Forced to leave western Tigray
Bayesh comes from Humera, in western Tigray, a town at the junction of Ethiopia, Eritrea and Sudan. Many of the displaced people in central and eastern areas of Tigray come from the west. Inhabitants of towns including Humera, Dansha and Mai Kadra claim to have been pressurised by militias and armed groups to leave their hometowns and sometimes to have been forcibly put into buses which dropped them on the far side of the Tekeze river.
Others say that they experienced and witnessed violence of various types which made the decision to leave unavoidable. While displacement routes vary and go in multiple directions, depending on family links or the ability to afford transport, Shire is often the first main town approached by people fleeing western Tigray. But Shire has very high numbers of displaced people and is becoming increasingly crowded, so many people are opting to continue their journeys.
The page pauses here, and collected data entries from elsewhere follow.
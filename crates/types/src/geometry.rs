use serde::{Deserialize, Serialize};

/// An axis-aligned rectangle in top-left-origin pixel space.
///
/// Planner pages are rendered at 1 px = 1 pt, so the only conversion needed
/// when writing a PDF `/Rect` is flipping the y axis against the page height.
#[derive(Debug, Clone, Copy, Default, PartialEq, Serialize, Deserialize)]
pub struct Rect {
    pub x: f32,
    pub y: f32,
    pub width: f32,
    pub height: f32,
}

impl Rect {
    pub fn new(x: f32, y: f32, width: f32, height: f32) -> Self {
        Self { x, y, width, height }
    }

    pub fn right(&self) -> f32 {
        self.x + self.width
    }

    pub fn bottom(&self) -> f32 {
        self.y + self.height
    }

    /// Returns `[llx, lly, urx, ury]` in PDF user space for a page of the given height.
    pub fn to_pdf_rect(&self, page_height: f32) -> [f32; 4] {
        [
            self.x,
            page_height - self.bottom(),
            self.right(),
            page_height - self.y,
        ]
    }

    /// Builds a top-left-origin rectangle from a PDF `/Rect` array.
    /// The corners may be given in any order.
    pub fn from_pdf_rect(rect: [f32; 4], page_height: f32) -> Self {
        let (x0, x1) = (rect[0].min(rect[2]), rect[0].max(rect[2]));
        let (y0, y1) = (rect[1].min(rect[3]), rect[1].max(rect[3]));
        Self {
            x: x0,
            y: page_height - y1,
            width: x1 - x0,
            height: y1 - y0,
        }
    }
}
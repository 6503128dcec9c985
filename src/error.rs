// src/error.rs
use lootpixel_pdf_composer::ComposerError;
use lootpixel_render_lopdf::RenderError;
use lootpixel_svg::SvgError;
use lootpixel_traits::ProviderError;
use lootpixel_types::Orientation;
use thiserror::Error;

/// A comprehensive error type for the planner build pipeline.
///
/// Every variant is fatal for the build that raised it. Recoverable
/// conditions (missing assets, bad link records) never surface here.
#[derive(Error, Debug)]
pub enum PipelineError {
    #[error("Invalid planner configuration: {0}")]
    InvalidConfig(String),

    #[error("No page assets found for product {product_id} ({orientation})")]
    NoPages {
        product_id: u32,
        orientation: Orientation,
    },

    #[error("Rendering failed: {0}")]
    Render(#[from] RenderError),

    #[error("Composition failed: {0}")]
    Compose(#[from] ComposerError),

    #[error("PDF error: {0}")]
    Pdf(#[from] lopdf::Error),

    #[error("Link geometry lookup failed: {0}")]
    Provider(#[from] ProviderError),

    #[error("SVG import failed: {0}")]
    Svg(#[from] SvgError),

    #[error("I/O error: {0}")]
    Io(#[from] std::io::Error),

    #[error("JSON error: {0}")]
    Json(#[from] serde_json::Error),
}
//! The canonical page order of a planner.

use super::config::EXTRA_PAGES;
use lootpixel_types::{PageCategory, PlannerConfig, slot_name};

/// A page the build will try to emit, before its asset is looked up.
#[derive(Debug, Clone, PartialEq, Eq)]
pub struct PlannedPage {
    /// Name the page is registered under once emitted.
    pub name: String,
    pub category: PageCategory,
    /// Variant passed to the asset resolver.
    pub option: Option<String>,
    /// `(layout_type, option_name)` for pages that carry SVG anchors.
    pub layout: Option<(String, String)>,
}

impl PlannedPage {
    fn fixed(name: &str, category: PageCategory, option: Option<&str>) -> Self {
        Self {
            name: name.to_string(),
            category,
            option: option.map(str::to_string),
            layout: None,
        }
    }

    fn layout(category: PageCategory, option: &str) -> Self {
        let layout_type = category.as_str();
        Self {
            name: slot_name(layout_type, option),
            category,
            option: Some(option.to_string()),
            layout: Some((layout_type.to_string(), option.to_string())),
        }
    }

    fn extra(kind: &str) -> Self {
        Self {
            name: slot_name(PageCategory::Extra.as_str(), kind),
            category: PageCategory::Extra,
            option: Some(kind.to_string()),
            layout: None,
        }
    }
}

/// Every page `config` asks for, in output order:
/// cover, ring, tab, weekly, daily, then the extras.
///
/// The ring only appears for landscape planners and the daily page only when
/// one was chosen. Pages whose asset turns out to be missing are dropped later
/// without disturbing the relative order of the rest.
pub fn canonical_pages(config: &PlannerConfig) -> Vec<PlannedPage> {
    let mut pages = vec![PlannedPage::fixed("cover", PageCategory::Cover, None)];
    if let Some(ring) = config.ring() {
        pages.push(PlannedPage::fixed("ring", PageCategory::Ring, Some(ring)));
    }
    pages.push(PlannedPage::fixed("tab", PageCategory::Tab, Some(&config.tab)));
    pages.push(PlannedPage::layout(PageCategory::Weekly, &config.weekly_layout));
    if let Some(daily) = config.daily() {
        pages.push(PlannedPage::layout(PageCategory::Daily, daily));
    }
    pages.extend(EXTRA_PAGES.iter().map(|kind| PlannedPage::extra(kind)));
    pages
}
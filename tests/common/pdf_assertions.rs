use lopdf::{Dictionary, Document as LopdfDocument, Object, ObjectId};
use std::collections::HashMap;

/// `(width, height)` of every page, in page order.
pub fn page_sizes(doc: &LopdfDocument) -> Vec<(f32, f32)> {
    doc.get_pages()
        .values()
        .map(|page_id| {
            let media_box = doc
                .get_dictionary(*page_id)
                .unwrap()
                .get(b"MediaBox")
                .unwrap()
                .as_array()
                .unwrap();
            let c: Vec<f32> = media_box.iter().map(|o| o.as_float().unwrap()).collect();
            (c[2] - c[0], c[3] - c[1])
        })
        .collect()
}

/// Where a link annotation points.
#[derive(Debug, Clone, PartialEq)]
pub enum LinkKind {
    /// 0-based page index.
    Page(usize),
    Uri(String),
    /// A link annotation without an action.
    Untargeted,
}

/// Information about a link annotation
#[derive(Debug, Clone)]
pub struct LinkAnnotation {
    /// 0-based page the annotation sits on.
    pub page_index: usize,
    pub rect: [f32; 4],
    pub kind: LinkKind,
}

fn resolve_dict<'a>(doc: &'a LopdfDocument, obj: &'a Object) -> Option<&'a Dictionary> {
    match obj {
        Object::Reference(id) => doc.get_dictionary(*id).ok(),
        Object::Dictionary(dict) => Some(dict),
        _ => None,
    }
}

fn resolve_array<'a>(doc: &'a LopdfDocument, obj: &'a Object) -> Option<&'a Vec<Object>> {
    match obj {
        Object::Reference(id) => doc.get_object(*id).and_then(Object::as_array).ok(),
        Object::Array(arr) => Some(arr),
        _ => None,
    }
}

/// Extract link annotations from every page, in page order.
pub fn link_annotations(doc: &LopdfDocument) -> Vec<LinkAnnotation> {
    let pages = doc.get_pages();
    let index_of: HashMap<ObjectId, usize> = pages
        .values()
        .enumerate()
        .map(|(i, id)| (*id, i))
        .collect();

    let mut links = Vec::new();
    for (page_index, page_id) in pages.values().enumerate() {
        let Ok(page) = doc.get_dictionary(*page_id) else {
            continue;
        };
        let Some(annots) = page.get(b"Annots").ok().and_then(|a| resolve_array(doc, a)) else {
            continue;
        };
        for annot in annots {
            let Some(annot) = resolve_dict(doc, annot) else {
                continue;
            };
            if annot.get(b"Subtype").and_then(Object::as_name).ok() != Some(b"Link".as_slice()) {
                continue;
            }
            let rect: Vec<f32> = annot
                .get(b"Rect")
                .and_then(Object::as_array)
                .map(|r| r.iter().filter_map(|o| o.as_float().ok()).collect())
                .unwrap_or_default();
            let rect = [rect[0], rect[1], rect[2], rect[3]];

            let kind = match annot.get(b"A").ok().and_then(|a| resolve_dict(doc, a)) {
                None => LinkKind::Untargeted,
                Some(action) => match action.get(b"S").and_then(Object::as_name).ok() {
                    Some(b"URI") => {
                        let uri = action.get(b"URI").and_then(Object::as_str).unwrap();
                        LinkKind::Uri(String::from_utf8_lossy(uri).to_string())
                    }
                    Some(b"GoTo") => {
                        let dest = action.get(b"D").and_then(Object::as_array).unwrap();
                        let target = dest[0].as_reference().unwrap();
                        LinkKind::Page(index_of[&target])
                    }
                    other => panic!("unexpected link action {:?}", other),
                },
            };
            links.push(LinkAnnotation {
                page_index,
                rect,
                kind,
            });
        }
    }
    links
}

/// Targets of every internal link, in page order.
pub fn internal_targets(doc: &LopdfDocument) -> Vec<usize> {
    link_annotations(doc)
        .into_iter()
        .filter_map(|l| match l.kind {
            LinkKind::Page(index) => Some(index),
            _ => None,
        })
        .collect()
}
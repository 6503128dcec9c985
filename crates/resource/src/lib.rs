//! Providers backed by the local filesystem.
//!
//! ## Available Providers
//!
//! - [`FilesystemAssetResolver`]: finds page artwork under an asset root
//! - [`JsonLinkStore`]: persists SVG anchors and template hyperlinks in a JSON file
//!
//! ## Re-exports
//!
//! For convenience, we also re-export the in-memory provider from lootpixel-traits:
//! - [`InMemoryLinkGeometry`]: Pre-populated in-memory storage

mod filesystem;
mod store;

pub use filesystem::{FilesystemAssetResolver, asset_relative_path};
pub use store::{JsonLinkStore, LinkStoreData};

pub use lootpixel_traits::InMemoryLinkGeometry;
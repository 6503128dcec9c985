//! What a build produced.

use lootpixel_pdf_composer::LinkTarget;
use lootpixel_types::{PageSlot, Rect};
use std::path::PathBuf;

/// Which pass injected a link.
#[derive(Debug, Clone, Copy, PartialEq, Eq)]
pub enum LinkOrigin {
    /// Replayed from an admin-uploaded PDF template.
    Template,
    /// Derived from a named anchor in SVG artwork.
    Anchor,
}

#[derive(Debug, Clone, PartialEq)]
pub struct InjectedLink {
    /// 0-based page the link sits on.
    pub page_index: usize,
    /// Top-left-origin rectangle.
    pub rect: Rect,
    pub target: LinkTarget,
    pub origin: LinkOrigin,
}

/// Why a template link was dropped.
#[derive(Debug, Clone, Copy, PartialEq, Eq)]
pub enum SkipReason {
    /// `page:` followed by something that is not a page number.
    MalformedDestination,
    /// The link sits on a page the build did not emit.
    PageOutOfRange,
    /// The link points at a page the build did not emit.
    TargetOutOfRange,
    EmptyDestination,
}

#[derive(Debug, Clone, PartialEq)]
pub struct SkippedLink {
    /// 1-based page recorded on the template link.
    pub page: u32,
    pub destination: String,
    pub reason: SkipReason,
}

/// Link bookkeeping accumulated while resolving.
#[derive(Debug, Clone, Default)]
pub struct LinkReport {
    pub links: Vec<InjectedLink>,
    pub unresolved_destinations: Vec<String>,
    pub skipped_links: Vec<SkippedLink>,
}

impl LinkReport {
    pub(crate) fn note_unresolved(&mut self, name: &str) {
        let name = name.trim().to_lowercase();
        if !self.unresolved_destinations.contains(&name) {
            self.unresolved_destinations.push(name);
        }
    }
}

/// The result of a successful build.
#[derive(Debug, Clone)]
pub struct BuildReport {
    /// Final PDF location.
    pub output: PathBuf,
    pub build_id: String,
    /// Emitted pages, in document order.
    pub pages: Vec<PageSlot>,
    /// Links injected, template links first.
    pub links: Vec<InjectedLink>,
    /// Symbolic destinations that were linked to but fell back to the cover
    /// because their page was not part of this build.
    pub unresolved_destinations: Vec<String>,
    pub skipped_links: Vec<SkippedLink>,
}

impl BuildReport {
    pub fn page_count(&self) -> usize {
        self.pages.len()
    }

    pub fn page_names(&self) -> Vec<&str> {
        self.pages.iter().map(|p| p.name.as_str()).collect()
    }

    /// 0-based targets of every internal link, in injection order.
    pub fn internal_targets(&self) -> Vec<usize> {
        self.links
            .iter()
            .filter_map(|l| match l.target {
                LinkTarget::Page(index) => Some(index),
                LinkTarget::Uri(_) => None,
            })
            .collect()
    }
}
Informal settlements without basic services
“We have seen displacement happening since the beginning of the crisis, but people were not displacing in such big numbers and those who had to leave their houses were often supported by host communities, staying mostly in the houses of relatives or of people they knew and sharing resources with them,” says Esperanza Santos, MSF emergency coordinator in Tigray.
“Recently this has changed and we are seeing a bigger influx of people, especially in Shire, Adwa and Axum,” says Esperanza. “Most are settling in informal sites that don’t have the capacity to host this number of people and that lack services for them. It is an extremely concerning situation because we are not seeing an adequate response from the humanitarian community to address people’s need for water, sanitation, food or medical services.”
Displaced people are also arriving in smaller towns such as Abi Adi, a two-hour drive west of Mekele, Tigray’s capital, located in an area where fighting has been frequent and where some pockets are held by the armed opposition.
Worku, 22, who owned a small clothes shop in Shire, arrived in Abi Adi on 1 March. In November he moved from one area to another in western Tigray but, as a young male, he felt unsafe and decided to approach a distant relative living in a village not far from Abi Adi. He had also heard that aid was available in the town.
“I finally came to Abi Adi because there is more presence of humanitarian organisations,” he says. “Over the past few months, I had to beg from local people. At the most, I received an injera each day. I need food, clothes, water, shelter... Everywhere I’ve been, I’ve been sleeping on the ground. Health-wise I am still fine, but I have seen others get sick on the way and die.”
Sitting nearby is Leterbrahn, a young woman who left Humera four months ago and now shares an 8-square-metre room at Abi Adi elementary school with nearly 20 other people, including her two small daughters. Leterbrahn says she has lost almost everything she owned.
“I only have the clothes you see here,” she says. “I can’t even cook for myself as I don’t have any utensils. I don’t even own a blanket. At one point I was given four bedsheets by local people, but I gave them to the pregnant women. We feel forgotten by the international community and the Ethiopian government. Nobody reaches us. Even after such a long time, we have nothing.”